The second frequent assumption is that my other feelings have sharpened in order to “compensate”. It's harder for me to judge here, but I think this is also a mistake. In human evolution, the olfactory feeling has faded into the background, yielding to vision and touch, so its loss hardly requires compensation. At least, the light myopia inherited from the father has not gone away.
When I began to say more openly that I did not smell, I learned that my peculiarity was not unique.

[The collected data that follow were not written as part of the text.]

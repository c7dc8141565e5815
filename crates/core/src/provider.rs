//! Provider trait - the abstraction over the completion service.
//!
//! A Provider sends a message list (plus optional tool schemas) to an LLM and
//! yields the provider's raw incremental output: text deltas, tool-call
//! fragments keyed by call index, and a finish reason. Reassembly into a final
//! message is the Completion Adapter's job, not the provider's.

use async_trait::async_trait;
use serde::{Deserialize, Serialize};
use tokio::sync::mpsc;

use crate::error::ProviderError;
use crate::message::Message;

/// Configuration for a provider request.
#[derive(Debug, Clone, Serialize, Deserialize)]
pub struct ProviderRequest {
    /// The model to use (e.g., "gpt-4o-mini")
    pub model: String,

    /// The conversation messages, system prompt first
    pub messages: Vec<Message>,

    /// Temperature (0.0 = deterministic, 1.0 = creative)
    #[serde(default = "default_temperature")]
    pub temperature: f32,

    /// Maximum tokens to generate
    #[serde(default, skip_serializing_if = "Option::is_none")]
    pub max_tokens: Option<u32>,

    /// Available tools the model can call
    #[serde(default, skip_serializing_if = "Vec::is_empty")]
    pub tools: Vec<ToolDefinition>,
}

fn default_temperature() -> f32 {
    0.7
}

/// A tool definition sent to the LLM so it knows what tools it can call.
#[derive(Debug, Clone, PartialEq, Serialize, Deserialize)]
pub struct ToolDefinition {
    /// The tool name
    pub name: String,

    /// Description of what the tool does
    pub description: String,

    /// JSON Schema describing the tool's parameters
    pub parameters: serde_json::Value,
}

/// Token usage information.
#[derive(Debug, Clone, Serialize, Deserialize)]
pub struct Usage {
    pub prompt_tokens: u32,
    pub completion_tokens: u32,
    pub total_tokens: u32,
}

/// A fragment of one tool call. Name and arguments may be split across many
/// fragments sharing the same `index`.
#[derive(Debug, Clone, Default, Serialize, Deserialize)]
pub struct ToolCallDelta {
    pub index: u32,
    #[serde(default, skip_serializing_if = "Option::is_none")]
    pub id: Option<String>,
    #[serde(default, skip_serializing_if = "Option::is_none")]
    pub name: Option<String>,
    #[serde(default, skip_serializing_if = "Option::is_none")]
    pub arguments: Option<String>,
}

/// A single item of a streaming response.
#[derive(Debug, Clone, Default, Serialize, Deserialize)]
pub struct StreamChunk {
    /// Partial text delta
    #[serde(default, skip_serializing_if = "Option::is_none")]
    pub text: Option<String>,

    /// Partial tool call fragments
    #[serde(default, skip_serializing_if = "Vec::is_empty")]
    pub tool_call_deltas: Vec<ToolCallDelta>,

    /// Provider-reported finish reason ("stop", "tool_calls", ...)
    #[serde(default, skip_serializing_if = "Option::is_none")]
    pub finish_reason: Option<String>,

    /// Usage info (typically only near the end)
    #[serde(default, skip_serializing_if = "Option::is_none")]
    pub usage: Option<Usage>,
}

impl StreamChunk {
    pub fn text(text: impl Into<String>) -> Self {
        Self {
            text: Some(text.into()),
            ..Self::default()
        }
    }

    pub fn tool_call(delta: ToolCallDelta) -> Self {
        Self {
            tool_call_deltas: vec![delta],
            ..Self::default()
        }
    }

    pub fn finish(reason: impl Into<String>) -> Self {
        Self {
            finish_reason: Some(reason.into()),
            ..Self::default()
        }
    }
}

/// Receiving half of a provider stream. The stream ends when the sender drops.
pub type ChunkReceiver = mpsc::Receiver<std::result::Result<StreamChunk, ProviderError>>;

/// The core Provider trait.
///
/// The Completion Adapter calls `stream()` without knowing which backend is
/// in use. The provider is a process-scoped, shared component.
#[async_trait]
pub trait Provider: Send + Sync {
    /// A human-readable name for this provider (e.g., "openai", "openrouter").
    fn name(&self) -> &str;

    /// Send a request and get a stream of raw response fragments.
    ///
    /// Transport failures and non-success statuses before the stream starts
    /// are returned directly; failures mid-stream arrive as `Err` items.
    async fn stream(&self, request: ProviderRequest) -> std::result::Result<ChunkReceiver, ProviderError>;
}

Many, as it turned out, have acquaintances who did not have a sense of smell at some period of life or who live with it all the time. It seems to me that we need to talk more about the features: only an open discussion of the fact that all people are different, will help many not to be alone with fears and misunderstandings.
Perfume and the future
I was indifferent to the perfume for a long time: first because of the young age, then because of the insensitivity to odors. Perfumery seemed to me overkill, and the consultants in the stores, pushing paper strips into each other with the words "Listen to our new fragrance", were incredibly annoying. First, why “listen” when scents smell? Secondly, I didn’t know how to react to them correctly: I never knew how to pretend, and I didn’t have the strength to explain each one to me.
When I began to be interested in fashion, I realized that fragrance is also a component of the image, like makeup and accessories. You can change every day, but you can faithfully wear the same thing for years. I wanted to supplement my image with a single perfume that would start associating with me in everyone with whom I communicate a lot. I chose according to the description, because I remembered that I used to like fresh, spicy and woody smells, and the floral and sweet ones, on the contrary, were not mine. Judging by the reaction of others, I guessed the aroma that matched me almost from the first attempt.
Surprisingly, it was the choice of perfume that shifted the matter from a dead end: I began to occasionally distinguish certain parts of the smells. Olfactory world ceased to be a vacuum for me, but became rather a white sheet, on which you can sometimes see small strokes. This suggests that perhaps that doctor was right and the sensations are simply blocked by consciousness. Then I have a hope to completely “recover” - only you have to go, not to Laura, but to a competent psychotherapist.